The Ship That Refused to Die: The 38-Year Ghost Voyage of the SS Baychimo
For three days at the end of November 1931, a blizzard erased the top of the world. Fifteen men - the wintering crew of the Hudson's Bay Company steamer SS Baychimo, under Captain Sydney Cornwell - rode it out in a wooden hut they had thrown together on the shore near Barrow, Alaska, the settlement now known by its Inupiaq name, Utqiagvik. They were close enough to keep an eye on their ship, trapped in the pack ice offshore. On 24 November 1931, when the storm finally spent itself and the men climbed out into the white silence, they turned toward the spot where 1,322 tons of steel had stood frozen fast. The Baychimo was gone. Not sunk before their eyes, not shattered on the beach - simply gone. Captain Cornwell concluded she had broken up and gone down in the storm. He was wrong, and the proof of how wrong would keep surfacing for the next thirty-eight years.

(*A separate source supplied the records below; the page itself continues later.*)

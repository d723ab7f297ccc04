//! Word-boundary text matching shared by the keyword rule tables.
//!
//! Every heuristic in this crate (date phrases, chart keywords, category
//! detection, tool-selection overrides) matches against lowercased user
//! text. Plain `contains` is too loose — "hier" (French "yesterday") must
//! not fire inside "hierarchy" — so matches require non-alphanumeric
//! characters on both sides of the phrase.

/// True when `phrase` occurs in `text` with word boundaries on both ends.
///
/// Both inputs are compared lowercased. Multi-word phrases match literally,
/// so internal whitespace must agree.
pub fn has_phrase(text: &str, phrase: &str) -> bool {
    let haystack = text.to_lowercase();
    let needle = phrase.to_lowercase();
    if needle.is_empty() {
        return false;
    }

    let mut from = 0;
    while let Some(pos) = haystack[from..].find(&needle) {
        let start = from + pos;
        let end = start + needle.len();
        let left_ok = start == 0
            || !haystack[..start]
                .chars()
                .next_back()
                .is_some_and(|c| c.is_alphanumeric());
        let right_ok = end == haystack.len()
            || !haystack[end..].chars().next().is_some_and(|c| c.is_alphanumeric());
        if left_ok && right_ok {
            return true;
        }
        from = end;
    }
    false
}

/// True when any of `phrases` matches per [`has_phrase`].
pub fn has_any_phrase(text: &str, phrases: &[&str]) -> bool {
    phrases.iter().any(|p| has_phrase(text, p))
}

/// Lowercased alphanumeric tokens of `text`, in order.
pub fn tokenize(text: &str) -> Vec<String> {
    text.to_lowercase()
        .split(|c: char| !c.is_alphanumeric())
        .filter(|t| !t.is_empty())
        .map(str::to_string)
        .collect()
}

Until that moment she had been an entirely unremarkable ship. Launched in 1914 at the Lindholmens shipyard in Gothenburg, Sweden, under the name Angermanelfven - after a great river of the Swedish north - she was built for the Baltische Reederei of Hamburg, handed to Britain after the First World War as war reparations for shipping losses, and bought in 1921 by the Hudson's Bay Company, which renamed her Baychimo and based her in Ardrossan, Scotland. Two hundred and thirty feet of steel hull, driven by a triple-expansion steam engine at a plodding ten knots, she spent the 1920s working one of the harshest trade routes on earth - carrying provisions out to the Inuit settlements along the Victoria Island coast of Canada's Northwest Territories and coming home each season loaded with furs. Nine voyages she made, and nine times she came back. She was a workhorse, not a legend. Nothing about her suggested she was about to outlive her own crew's memory of her.